I’ve been looking at this FM tuner board for a while and considering its use for adding FM capability to an old automotive AM tube radio (long story). One of the things I was looking into was how to display the frequency information without detracting from the look of the AM radio when the FM tuner is turned off. Shawn’s post using the Fio v3 and micro OLED display inspired me to recreate his project using an Arduino Pro 3.3V, 8 MHz (since I didn’t need the battery capability).
I integrated the SparkFun FM Tuner Evaluation Board and Micro OLED Breakout v1.0 with the Arduino Pro using the hookup guides for the 4703 and OLED display from the SparkFun site. I added a SPDT, center-off toggle switch to handle up/down inputs, and a SPST momentary pushbutton used to select the different control modes.

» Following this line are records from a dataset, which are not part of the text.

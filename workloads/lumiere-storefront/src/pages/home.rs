//! Home page: hero carousel state carried in the URL.
//!
//! The page is stateless between requests. The query string carries the
//! rendered state (`slide`, `dir`) plus at most one input (`swipe`, `to` or
//! `nav`), which is applied through the carousel engine before rendering.

use lumiere_sdk::lumiere_carousel::{
    parse_swipe, CarouselEngine, CarouselError, CarouselState, Direction, SlideDeck,
    SwipeConfig, Transition,
};
use lumiere_sdk::lumiere_core::{CarouselSettings, RequestContext};

pub struct HomeView {
    pub deck: SlideDeck,
    pub engine: CarouselEngine,
    /// Slide shown before this request's input, when the input moved it.
    pub outgoing: Option<usize>,
    pub fonts_open: bool,
}

impl HomeView {
    pub fn from_request(
        ctx: &RequestContext,
        settings: &CarouselSettings,
    ) -> Result<Self, CarouselError> {
        let deck = SlideDeck::hero();
        let resumed = CarouselState {
            active_index: ctx
                .query_param("slide")
                .and_then(|v| v.parse().ok())
                .unwrap_or(0),
            direction: ctx
                .query_param("dir")
                .map(Direction::from_value)
                .unwrap_or_default(),
        };

        let mut engine = CarouselEngine::new(deck.len(), SwipeConfig::new(settings.swipe_threshold))?
            .resume(resumed);

        let before = engine.active_index();
        let outgoing = match requested_transition(ctx) {
            Some(transition) if engine.apply(transition) => Some(before),
            _ => None,
        };

        Ok(Self {
            deck,
            engine,
            outgoing,
            fonts_open: ctx.query_param("fonts") == Some("open"),
        })
    }

    /// URL of the current state, without any pending input.
    pub fn state_href(&self) -> String {
        format!(
            "/?slide={}&dir={}",
            self.engine.active_index(),
            self.engine.direction().as_str()
        )
    }

    fn input_href(&self, input: &str) -> String {
        format!("{}&{}", self.state_href(), input)
    }

    pub fn next_href(&self) -> String {
        self.input_href("nav=next")
    }

    pub fn previous_href(&self) -> String {
        self.input_href("nav=prev")
    }

    pub fn tick_href(&self) -> String {
        self.input_href("nav=tick")
    }

    pub fn jump_href(&self, index: usize) -> String {
        self.input_href(&format!("to={}", index))
    }

    /// Toggle link for the font selector.
    pub fn fonts_href(&self) -> String {
        if self.fonts_open {
            self.state_href()
        } else {
            self.input_href("fonts=open")
        }
    }
}

/// The single input carried by a request. A swipe wins over a jump, which
/// wins over `nav`.
pub fn requested_transition(ctx: &RequestContext) -> Option<Transition> {
    if let Some((offset_x, velocity_x)) = ctx.query_param("swipe").and_then(parse_swipe) {
        return Some(Transition::Swipe {
            offset_x,
            velocity_x,
        });
    }
    if let Some(index) = ctx.query_param("to").and_then(|v| v.parse().ok()) {
        return Some(Transition::JumpTo(index));
    }
    match ctx.query_param("nav")? {
        "next" => Some(Transition::Next),
        "prev" => Some(Transition::Previous),
        "tick" => Some(Transition::Tick),
        _ => None,
    }
}
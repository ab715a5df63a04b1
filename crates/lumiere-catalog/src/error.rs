//! Catalog error types.

use thiserror::Error;

/// Errors raised while assembling or validating a catalog.
#[derive(Error, Debug, PartialEq, Eq)]
pub enum CatalogError {
    /// Two products share an id.
    #[error("Duplicate product id: {0}")]
    DuplicateProduct(String),

    /// A price string is not a single whole-currency amount.
    #[error("Invalid price {price:?}: {reason}")]
    InvalidPrice { price: String, reason: &'static str },
}
//! Collection page hero.

use lumiere_sdk::lumiere_core::html_escape;

use crate::data::CollectionCopy;

pub fn render_collection_hero(copy: &CollectionCopy) -> String {
    format!(
        r#"<section class="collection-hero" data-section="collection-hero">
    <div class="collection-hero-inner">
        <span class="collection-icon" aria-hidden="true">{}</span>
        <h1 class="collection-title">{}</h1>
        <div class="collection-rule"></div>
        <p class="collection-description">{}</p>
    </div>
</section>"#,
        copy.icon,
        html_escape(copy.title),
        html_escape(copy.description)
    )
}
//! The two static product catalogs and route-based selection.

use std::collections::HashSet;
use std::sync::OnceLock;

use serde::{Deserialize, Serialize};

use crate::price::parse_price;
use crate::product::Product;
use crate::CatalogError;

/// Which catalog a collection page shows.
#[derive(Debug, Clone, Copy, PartialEq, Eq, Hash, Serialize, Deserialize)]
#[serde(rename_all = "lowercase")]
pub enum CollectionKind {
    Gems,
    Jewelry,
}

impl CollectionKind {
    /// Map a route parameter to a catalog. Only `"gems"` selects gems.
    pub fn from_route(param: &str) -> Self {
        if param == "gems" {
            Self::Gems
        } else {
            Self::Jewelry
        }
    }

    pub fn as_str(&self) -> &'static str {
        match self {
            Self::Gems => "gems",
            Self::Jewelry => "jewelry",
        }
    }
}

/// An ordered, immutable product list.
#[derive(Debug, Clone, PartialEq, Eq)]
pub struct Catalog {
    kind: CollectionKind,
    products: Vec<Product>,
}

impl Catalog {
    /// Build a catalog, checking id uniqueness and price format.
    pub fn new(kind: CollectionKind, products: Vec<Product>) -> Result<Self, CatalogError> {
        let mut seen = HashSet::new();
        for product in &products {
            if !seen.insert(product.id.as_str()) {
                return Err(CatalogError::DuplicateProduct(product.id.to_string()));
            }
            parse_price(&product.price)?;
        }
        Ok(Self { kind, products })
    }

    /// The catalog for a kind. Built once per process.
    pub fn for_kind(kind: CollectionKind) -> &'static Catalog {
        static GEMS: OnceLock<Catalog> = OnceLock::new();
        static JEWELRY: OnceLock<Catalog> = OnceLock::new();

        match kind {
            CollectionKind::Gems => GEMS.get_or_init(|| Catalog {
                kind,
                products: gems_products(),
            }),
            CollectionKind::Jewelry => JEWELRY.get_or_init(|| Catalog {
                kind,
                products: jewelry_products(),
            }),
        }
    }

    /// The catalog selected by a collection route parameter.
    pub fn for_route(param: &str) -> &'static Catalog {
        Self::for_kind(CollectionKind::from_route(param))
    }

    pub fn kind(&self) -> CollectionKind {
        self.kind
    }

    pub fn products(&self) -> &[Product] {
        &self.products
    }

    pub fn len(&self) -> usize {
        self.products.len()
    }

    pub fn is_empty(&self) -> bool {
        self.products.is_empty()
    }
}

fn gems_products() -> Vec<Product> {
    vec![
        Product::new(
            "gem-royal-blue-sapphire",
            "Royal Blue Ceylon Sapphire",
            "sapphire",
            "$12,500",
            "A 4.2 carat cornflower-blue sapphire from the Ratnapura gem fields.",
            "/images/gems/royal-blue-sapphire.jpg",
        )
        .with_badge("Certified"),
        Product::new(
            "gem-padparadscha",
            "Padparadscha Sapphire",
            "sapphire",
            "$18,900",
            "The lotus-coloured rarity of Ceylon, 2.8 carats, unheated.",
            "/images/gems/padparadscha.jpg",
        )
        .with_badge("Rare"),
        Product::new(
            "gem-pigeon-blood-ruby",
            "Pigeon Blood Ruby",
            "ruby",
            "$24,000",
            "Vivid red ruby with exceptional fire, 3.1 carats.",
            "/images/gems/pigeon-blood-ruby.jpg",
        ),
        Product::new(
            "gem-star-ruby",
            "Star Ruby Cabochon",
            "ruby",
            "$6,400",
            "Six-rayed asterism on a deep crimson cabochon.",
            "/images/gems/star-ruby.jpg",
        ),
        Product::new(
            "gem-colombian-emerald",
            "Colombian Emerald",
            "emerald",
            "$15,750",
            "Muzo-green emerald, 3.6 carats, minor oil.",
            "/images/gems/colombian-emerald.jpg",
        ),
        Product::new(
            "gem-yellow-sapphire",
            "Golden Yellow Sapphire",
            "sapphire",
            "$3,200",
            "Sunlit yellow sapphire, 5 carats, eye clean.",
            "/images/gems/yellow-sapphire.jpg",
        ),
        Product::new(
            "gem-cats-eye",
            "Chrysoberyl Cat's Eye",
            "chrysoberyl",
            "$8,800",
            "Honey-toned chrysoberyl with a sharp, centred eye.",
            "/images/gems/cats-eye.jpg",
        ),
        Product::new(
            "gem-alexandrite",
            "Alexandrite",
            "chrysoberyl",
            "$21,000",
            "Colour-change alexandrite shifting from teal to raspberry.",
            "/images/gems/alexandrite.jpg",
        )
        .with_badge("Rare"),
        Product::new(
            "gem-blue-spinel",
            "Cobalt Blue Spinel",
            "spinel",
            "$9,500",
            "Electric cobalt spinel from the Elahera region.",
            "/images/gems/blue-spinel.jpg",
        ),
    ]
}

fn jewelry_products() -> Vec<Product> {
    vec![
        Product::new(
            "jw-sapphire-halo-ring",
            "Sapphire Halo Ring",
            "rings",
            "$4,800",
            "Ceylon sapphire framed by a halo of round brilliants in 18k white gold.",
            "/images/jewelry/sapphire-halo-ring.jpg",
        )
        .with_badge("Bestseller"),
        Product::new(
            "jw-solitaire-ring",
            "Classic Diamond Solitaire",
            "rings",
            "$7,200",
            "A 1.2 carat solitaire on a knife-edge platinum band.",
            "/images/jewelry/solitaire-ring.jpg",
        ),
        Product::new(
            "jw-sapphire-pendant",
            "Ceylon Sapphire Pendant",
            "necklaces",
            "$3,950",
            "Pear-cut sapphire suspended from a fine 18k chain.",
            "/images/jewelry/sapphire-pendant.jpg",
        ),
        Product::new(
            "jw-riviere-necklace",
            "Diamond Riviere Necklace",
            "necklaces",
            "$28,500",
            "Graduated diamonds set in a continuous line.",
            "/images/jewelry/riviere-necklace.jpg",
        )
        .with_badge("Signature"),
        Product::new(
            "jw-ruby-studs",
            "Ruby Stud Earrings",
            "earrings",
            "$2,400",
            "Matched oval rubies in four-claw yellow gold settings.",
            "/images/jewelry/ruby-studs.jpg",
        ),
        Product::new(
            "jw-emerald-drops",
            "Emerald Drop Earrings",
            "earrings",
            "$6,100",
            "Emerald-cut drops beneath diamond-set tops.",
            "/images/jewelry/emerald-drops.jpg",
        ),
        Product::new(
            "jw-tennis-bracelet",
            "Diamond Tennis Bracelet",
            "bracelets",
            "$9,800",
            "Five carats of brilliants in a flexible platinum line.",
            "/images/jewelry/tennis-bracelet.jpg",
        ),
        Product::new(
            "jw-sapphire-bangle",
            "Sapphire Eternity Bangle",
            "bracelets",
            "$4,800",
            "Channel-set sapphires around a polished gold bangle.",
            "/images/jewelry/sapphire-bangle.jpg",
        ),
    ]
}
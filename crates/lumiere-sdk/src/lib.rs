//! Public SDK for Lumiere storefront workloads.
//!
//! This crate re-exports the platform and storefront crates:
//!
//! ```ignore
//! use lumiere_sdk::prelude::*;
//!
//! async fn render(ctx: RequestContext, sink: &mut StreamingSink<Body, Error>) -> anyhow::Result<()> {
//!     let logger = StructuredLogger::new(ctx.request_id.clone());
//!     logger.info("Handling request");
//!
//!     sink.send_shell(&shell.render_opening()).await?;
//!
//!     let catalog = Catalog::for_route(ctx.param("kind").unwrap_or_default());
//!     let query = CollectionQuery::from_query_string(&ctx.raw_query);
//!     let results = filter_sort(catalog.products(), &query);
//!
//!     sink.send_section("grid", &render_grid(&results)).await?;
//!     sink.finish(&shell.render_closing()).await?;
//!     Ok(())
//! }
//! ```

pub use lumiere_carousel;
pub use lumiere_catalog;
pub use lumiere_core;
pub use lumiere_observability;
pub use lumiere_streaming;
pub use lumiere_theme;

/// Prelude for convenient imports.
pub mod prelude {
    pub use lumiere_carousel::prelude::*;
    pub use lumiere_catalog::prelude::*;
    pub use lumiere_core::*;
    pub use lumiere_observability::*;
    pub use lumiere_streaming::*;
    pub use lumiere_theme::prelude::*;
}
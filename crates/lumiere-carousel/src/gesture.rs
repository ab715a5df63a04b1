//! Horizontal swipe classification.

use serde::{Deserialize, Serialize};

/// Default confidence threshold for `|offset| * velocity`.
pub const DEFAULT_SWIPE_THRESHOLD: f64 = 10_000.0;

/// Swipe tuning.
#[derive(Debug, Clone, Copy, PartialEq, Serialize, Deserialize)]
pub struct SwipeConfig {
    pub threshold: f64,
}

impl Default for SwipeConfig {
    fn default() -> Self {
        Self {
            threshold: DEFAULT_SWIPE_THRESHOLD,
        }
    }
}

impl SwipeConfig {
    pub fn new(threshold: f64) -> Self {
        Self { threshold }
    }
}

/// Outcome of a drag gesture.
#[derive(Debug, Clone, Copy, PartialEq, Eq)]
pub enum SwipeAction {
    None,
    Next,
    Previous,
}

/// Swipe power of a drag: `|offset| * velocity`.
///
/// Only the offset is made absolute, so the sign follows the release
/// velocity.
pub fn swipe_power(offset_x: f64, velocity_x: f64) -> f64 {
    offset_x.abs() * velocity_x
}

/// Classify a drag release. Strictly beyond the threshold in either
/// direction counts; a leftward fling advances.
pub fn classify_swipe(offset_x: f64, velocity_x: f64, threshold: f64) -> SwipeAction {
    let power = swipe_power(offset_x, velocity_x);
    if power < -threshold {
        SwipeAction::Next
    } else if power > threshold {
        SwipeAction::Previous
    } else {
        SwipeAction::None
    }
}

/// Parse an `offset,velocity` pair as reported by the client script.
pub fn parse_swipe(value: &str) -> Option<(f64, f64)> {
    let (offset, velocity) = value.split_once(',')?;
    let offset: f64 = offset.trim().parse().ok()?;
    let velocity: f64 = velocity.trim().parse().ok()?;
    (offset.is_finite() && velocity.is_finite()).then_some((offset, velocity))
}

I placed the Arduino code for this in GitHub, with the Required library - Si4703_Breakout_Modified. From Shawn’s video, I think I have all of the functionality covered for the Fio device he demonstrated (minus the battery, of course). I also added a couple of modes of RDS display to the code as this was something I wanted for my car radio application.
To make the RDS work the way I wanted it to, I chose to modify the Si4703_Breakout Arduino library that the SparkFun hookup guide uses. I included the modified library, Si4703_Breakout_Modified, on GitHub as well. The changes are mostly around the readRDS routine, but I also made one of the private functions from the library into a public function so I could call it directly from my code.
I’ll post some pictures and possibly a video demonstrating how this thing works when I can get around to uploading them. The UI is different from Shawn’s demo, but again I was tailoring it to what I want in the car radio.
The Si4703 Board and the Micro OLED display Boards work beautifully! I plan to integrate the OLED display into all kinds of projects now that I’ve been able to play with one. As an aside, since I hooked up both boards in this project per the SparkFun online hookup guides, all of the demo code for each board will run on the combined assembly. This means that the Arduino code for this project can be easily modified to display an analog clock, mini-pong game, or rotating cube as a screensaver display instead of the RDS and frequency information I am currently displaying. Just a thought…
I’m designing a Tophat for Halloween and I wanted a radio to play out it. This does the job. Next time I’ll make sure to buy a logic level converter so I don’t destroy the IC.
It worked great on headphones, the only thing I would have liked is a tutorial on how to add your own antenna to this board. I’m using it on a Raspberry Pi and won’t be using headphones. I wrote a Node JS wrapper library to control it through i2c on a Raspberry Pi: https://www.npmjs.com/package/node-rpi-si4703
To use an antenna, solder the last pin on the edge facing side. I wish there were an FM/AM version available for this.